## WORK TO BE COMPLETED
In the listing below, how many lines hold "crate"? Give the number only.

## DATA SHOWN
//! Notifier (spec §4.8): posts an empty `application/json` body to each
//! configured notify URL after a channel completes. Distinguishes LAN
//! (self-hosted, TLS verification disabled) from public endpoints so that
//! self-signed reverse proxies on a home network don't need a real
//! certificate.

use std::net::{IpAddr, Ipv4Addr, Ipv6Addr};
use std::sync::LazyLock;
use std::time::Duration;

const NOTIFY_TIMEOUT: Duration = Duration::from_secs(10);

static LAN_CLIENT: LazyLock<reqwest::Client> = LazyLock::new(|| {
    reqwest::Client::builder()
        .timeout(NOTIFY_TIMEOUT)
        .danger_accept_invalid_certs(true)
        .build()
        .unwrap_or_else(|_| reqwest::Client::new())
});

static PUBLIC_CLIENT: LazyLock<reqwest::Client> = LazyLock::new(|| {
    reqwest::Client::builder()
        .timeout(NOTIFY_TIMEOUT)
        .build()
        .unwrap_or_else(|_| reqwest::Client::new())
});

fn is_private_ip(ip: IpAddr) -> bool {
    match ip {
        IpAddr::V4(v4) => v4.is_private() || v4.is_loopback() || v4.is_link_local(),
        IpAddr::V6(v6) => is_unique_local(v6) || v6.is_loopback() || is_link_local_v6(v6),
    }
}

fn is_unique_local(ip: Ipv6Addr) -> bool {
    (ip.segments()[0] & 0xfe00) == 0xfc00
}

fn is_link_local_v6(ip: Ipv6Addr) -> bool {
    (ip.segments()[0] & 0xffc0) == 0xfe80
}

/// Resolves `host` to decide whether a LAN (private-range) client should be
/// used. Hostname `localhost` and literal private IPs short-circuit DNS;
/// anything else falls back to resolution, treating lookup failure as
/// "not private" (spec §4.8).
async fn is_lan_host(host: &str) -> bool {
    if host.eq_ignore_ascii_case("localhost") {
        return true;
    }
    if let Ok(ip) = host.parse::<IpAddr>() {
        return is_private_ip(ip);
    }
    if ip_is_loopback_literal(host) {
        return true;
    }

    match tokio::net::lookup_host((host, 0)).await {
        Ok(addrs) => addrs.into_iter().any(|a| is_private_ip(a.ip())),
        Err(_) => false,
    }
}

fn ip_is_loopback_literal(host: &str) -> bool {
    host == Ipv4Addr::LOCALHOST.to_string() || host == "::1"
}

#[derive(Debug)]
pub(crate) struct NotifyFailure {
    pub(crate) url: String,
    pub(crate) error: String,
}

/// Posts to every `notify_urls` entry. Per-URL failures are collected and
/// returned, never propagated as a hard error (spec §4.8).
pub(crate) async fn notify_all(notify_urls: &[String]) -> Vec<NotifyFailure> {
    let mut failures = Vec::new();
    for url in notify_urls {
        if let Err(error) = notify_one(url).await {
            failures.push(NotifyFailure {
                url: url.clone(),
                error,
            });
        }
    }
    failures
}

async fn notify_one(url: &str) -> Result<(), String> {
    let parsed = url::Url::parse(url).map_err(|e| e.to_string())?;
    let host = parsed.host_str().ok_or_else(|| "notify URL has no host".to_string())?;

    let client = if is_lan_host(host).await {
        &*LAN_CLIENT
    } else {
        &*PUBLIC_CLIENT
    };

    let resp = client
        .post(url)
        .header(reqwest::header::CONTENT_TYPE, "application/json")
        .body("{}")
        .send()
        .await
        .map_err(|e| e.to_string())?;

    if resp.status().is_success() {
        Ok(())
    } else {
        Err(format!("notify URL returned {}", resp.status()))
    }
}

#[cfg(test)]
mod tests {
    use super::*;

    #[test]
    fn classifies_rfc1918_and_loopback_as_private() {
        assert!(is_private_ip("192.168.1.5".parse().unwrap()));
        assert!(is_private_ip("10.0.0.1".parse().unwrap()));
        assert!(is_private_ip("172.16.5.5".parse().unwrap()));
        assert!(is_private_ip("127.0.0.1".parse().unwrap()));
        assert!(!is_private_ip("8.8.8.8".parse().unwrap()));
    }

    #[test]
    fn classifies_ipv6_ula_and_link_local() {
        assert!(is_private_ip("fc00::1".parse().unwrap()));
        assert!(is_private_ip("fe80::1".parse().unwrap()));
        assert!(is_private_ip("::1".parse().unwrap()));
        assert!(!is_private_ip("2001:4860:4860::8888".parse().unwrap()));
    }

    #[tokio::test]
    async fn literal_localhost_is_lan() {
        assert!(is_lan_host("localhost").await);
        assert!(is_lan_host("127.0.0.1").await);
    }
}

## SOLUTION FOR THIS PROBLEM
4